2.11.2 Reader Parameters

Variable: extensions:*ignore-extra-close-parentheses* ¶

If this variable is t (the default), then the reader merely prints a warning when an extra close parenthesis is detected (instead of signalling an error.)

2.14.1 Process Accessors

The following functions interface the process returned by run-program:

Function: extensions:process-p thing ¶

This function returns t if thing is a process. Otherwise it returns nil

Function: extensions:process-pid process ¶

This function returns the process ID, an integer, for the process.

Function: extensions:process-status process ¶

This function returns the current status of process, which is one of :running, :stopped, :exited, or :signaled.

Function: extensions:process-exit-code process ¶

This function returns either the exit code for process, if it is :exited, or the termination signal process if it is :signaled.
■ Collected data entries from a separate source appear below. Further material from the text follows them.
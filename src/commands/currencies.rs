// Copyright (c) 2025 Soumyadip Sarkar.
// All rights reserved.
//
// This source code is licensed under the license found in the
// LICENSE file in the root directory of this source tree.

use crate::db::{get_setting, set_setting};
use crate::error::{LedgerError, LedgerResult};
use crate::models::Currency;
use crate::utils::{maybe_print_json, pretty_table};
use anyhow::Result;
use rusqlite::{Connection, OptionalExtension, params};

pub const MAX_DECIMALS: u32 = 8;
pub const DEFAULT_CURRENCY_KEY: &str = "default_currency";

pub fn get(conn: &Connection, id: i64) -> LedgerResult<Currency> {
    conn.query_row(
        &format!("SELECT {} FROM currencies WHERE id=?1", Currency::COLUMNS),
        params![id],
        Currency::from_row,
    )
    .optional()?
    .ok_or(LedgerError::NotFound("currency"))
}

pub fn by_code(conn: &Connection, code: &str) -> LedgerResult<Currency> {
    conn.query_row(
        &format!("SELECT {} FROM currencies WHERE code=?1", Currency::COLUMNS),
        params![code.trim().to_uppercase()],
        Currency::from_row,
    )
    .optional()?
    .ok_or(LedgerError::NotFound("currency"))
}

pub fn add(conn: &Connection, code: &str, decimals: u32) -> LedgerResult<Currency> {
    let code = code.trim().to_uppercase();
    if code.len() != 3 || !code.chars().all(|c| c.is_ascii_alphabetic()) {
        return Err(LedgerError::validation(format!(
            "Invalid currency code '{}', expected three letters",
            code
        )));
    }
    if decimals > MAX_DECIMALS {
        return Err(LedgerError::validation(format!(
            "Currency precision must be between 0 and {}",
            MAX_DECIMALS
        )));
    }
    conn.execute(
        "INSERT INTO currencies(code, decimals) VALUES (?1, ?2)",
        params![code, decimals],
    )
    .map_err(|e| LedgerError::from(e).or_duplicate("Currency with same code already exists!"))?;
    tracing::info!(code = %code, decimals, "currency added");
    Ok(Currency {
        id: conn.last_insert_rowid(),
        code,
        decimals,
    })
}

pub fn list(conn: &Connection) -> LedgerResult<Vec<Currency>> {
    let mut stmt = conn.prepare(&format!(
        "SELECT {} FROM currencies ORDER BY code",
        Currency::COLUMNS
    ))?;
    let rows = stmt.query_map([], Currency::from_row)?;
    let mut out = Vec::new();
    for row in rows {
        out.push(row?);
    }
    Ok(out)
}

/// Currency used when an account is created without one.
pub fn default_currency(conn: &Connection) -> Result<Currency> {
    let code = get_setting(conn, DEFAULT_CURRENCY_KEY)?.unwrap_or_else(|| "EUR".to_string());
    Ok(by_code(conn, &code)?)
}

pub fn handle(conn: &Connection, m: &clap::ArgMatches) -> Result<()> {
    match m.subcommand() {
        Some(("add", sub)) => {
            let code = sub.get_one::<String>("code").unwrap();
            let decimals = *sub.get_one::<u32>("decimals").unwrap();
            let ccy = add(conn, code, decimals)?;
            println!("Added currency {} ({} decimals)", ccy.code, ccy.decimals);
        }
        Some(("set-default", sub)) => {
            let ccy = by_code(conn, sub.get_one::<String>("code").unwrap())?;
            set_setting(conn, DEFAULT_CURRENCY_KEY, &ccy.code)?;
            println!("Default currency set to {}", ccy.code);
        }
        Some(("list", sub)) => {
            let items = list(conn)?;
            if !maybe_print_json(sub.get_flag("json"), false, &items)? {
                let data = items
                    .into_iter()
                    .map(|c| vec![c.id.to_string(), c.code, c.decimals.to_string()])
                    .collect();
                println!("{}", pretty_table(&["ID", "Code", "Decimals"], data));
            }
        }
        _ => {}
    }
    Ok(())
}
The result is undefined for processes that are still alive.

Function: extensions:process-core-dumped process ¶

This function returns t if someone used a Unix signal to terminate the process and caused it to dump a Unix core image.

Function: extensions:process-pty process ¶

This function returns either the two-way stream connected to process’s Unix PTY connection or nil if there is none.

Function: extensions:process-input process ¶

Function: extensions:process-output process ¶

Function: extensions:process-error process ¶

If the corresponding stream was created, these functions return the input, output or error fd-stream. nil is returned if there is no stream.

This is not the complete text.